Ma qualcosa manca. Manca ciò che non fa notizia finché non viene meno del tutto. Manca chi cura.
Il sistema è già collassato, ma non nei grafici. Collassa dove la mano non arriva, dove il medico non c’è, dove l’infermiere si è dimesso. Collassa ogni notte nei pronto soccorso con un solo turno attivo per un’intera provincia. Collassa quando, davanti a una diagnosi precoce, non c’è nessuno a prendere in carico quella vita. Possiamo avere tutte le piattaforme predittive che vogliamo, ma senza persone diventano solo specchi per statistiche.
In questa realtà che parla più forte di qualsiasi algoritmo, le parole più vere le ha dette Giuseppe Maria Milanese, presidente nazionale di Confcooperative Salute, su La Stampa del 31 maggio 2025:
«Il Pnrr, che doveva dare una svolta al sistema socio-assistenziale, si sta rivelando uno dei più grandi fallimenti della storia italiana».
Una frase netta, ma non ideologica. È il grido di chi ogni giorno incrocia gli sguardi di chi regge pezzi di sanità residua. Milanese non difende un modello astratto: denuncia l’assenza strutturale di investimento sul personale. Non sono state costruite reti territoriali, non si è creduto nella medicina di prossimità. Si è puntato tutto su strutture, muri, macchinari. Ma si è dimenticato che senza chi le abita, quelle strutture sono scatole vuote.
Oggi l’Italia è piena di edifici nuovi e reparti deserti. Gli operatori, sottopagati e logorati, fuggono verso luoghi meno tossici. I giovani medici emigrano. Gli anziani aumentano. Le cronicità esplodono. Eppure, nessuno si chiede cosa significhi davvero costruire un sistema. Perché un sistema, se non riconosce il valore di chi ci lavora dentro, non si tiene in piedi.

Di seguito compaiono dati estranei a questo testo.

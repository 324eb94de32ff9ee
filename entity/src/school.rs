use sea_orm::entity::prelude::*;

#[derive(Clone, Debug, PartialEq, Eq, DeriveEntityModel)]
#[sea_orm(table_name = "school")]
pub struct Model {
    #[sea_orm(primary_key)]
    pub id: i32,
    pub name: String,
    pub address: String,
    pub phone: String,
    pub email: String,
    pub created_at: DateTimeUtc,
    pub updated_at: DateTimeUtc,
}

#[derive(Copy, Clone, Debug, EnumIter, DeriveRelation)]
pub enum Relation {
    #[sea_orm(has_many = "super::teacher::Entity")]
    Teacher,
}

impl Related<super::teacher::Entity> for Entity {
    fn to() -> RelationDef {
        Relation::Teacher.def()
    }
}

impl ActiveModelBehavior for ActiveModel {}
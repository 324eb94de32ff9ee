use std::time::Duration;

use migration::{Migrator, MigratorTrait};
use sea_orm::{ConnectOptions, Database, DatabaseConnection};

use crate::server::{config::Config, error::AppError};

/// Connects to the configured database and runs pending migrations.
///
/// # Arguments
/// - `config` - Application configuration containing the database URL
///
/// # Returns
/// - `Ok(DatabaseConnection)` - Connected database with migrations applied
/// - `Err(AppError::DbErr)` - Failed to connect to database or run migrations
pub async fn connect_to_database(config: &Config) -> Result<DatabaseConnection, AppError> {
    connect_and_migrate(&config.database_url).await
}

/// Connects to `database_url` and brings the schema up to date.
pub async fn connect_and_migrate(database_url: &str) -> Result<DatabaseConnection, AppError> {
    let db = Database::connect(connect_options(database_url)).await?;

    Migrator::up(&db, None).await?;

    Ok(db)
}

/// Pool options for `database_url`.
///
/// In-memory SQLite URLs are limited to a single pooled connection that is never
/// retired, since every new connection would open its own empty database.
fn connect_options(database_url: &str) -> ConnectOptions {
    let mut opt = ConnectOptions::new(database_url);
    opt.sqlx_logging(false);

    if is_in_memory_sqlite(database_url) {
        opt.max_connections(1)
            .min_connections(1)
            .max_lifetime(None::<Duration>)
            .idle_timeout(None::<Duration>);
    }

    opt
}

fn is_in_memory_sqlite(database_url: &str) -> bool {
    database_url.starts_with("sqlite::memory:") || database_url.contains("mode=memory")
}

/// Resolves once the process receives Ctrl+C.
pub async fn shutdown_signal() {
    if let Err(e) = tokio::signal::ctrl_c().await {
        tracing::error!("Failed to listen for shutdown signal: {}", e);
    }
}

Milanese lo dice chiaramente: non è una questione solo provinciale, ma nazionale. E porta un dato simbolico: un solo ginecologo ad Asti opera ogni anno 250 donne per tumori maligni, con una sopravvivenza a cinque anni del 100% per i carcinomi localizzati al seno. È lì che andavano messi i fondi. In quelle mani. In quelle storie. In quella dedizione.
Ma non è andata così. Abbiamo preferito scommettere sul futuro anziché salvare il presente. Abbiamo firmato patti teorici, ma ignorato chi ogni giorno sostiene il peso dell’impossibile. Abbiamo dimenticato che un sistema sanitario non è un’architettura: è una relazione. E senza relazione, non si cura. Si gestisce. Male.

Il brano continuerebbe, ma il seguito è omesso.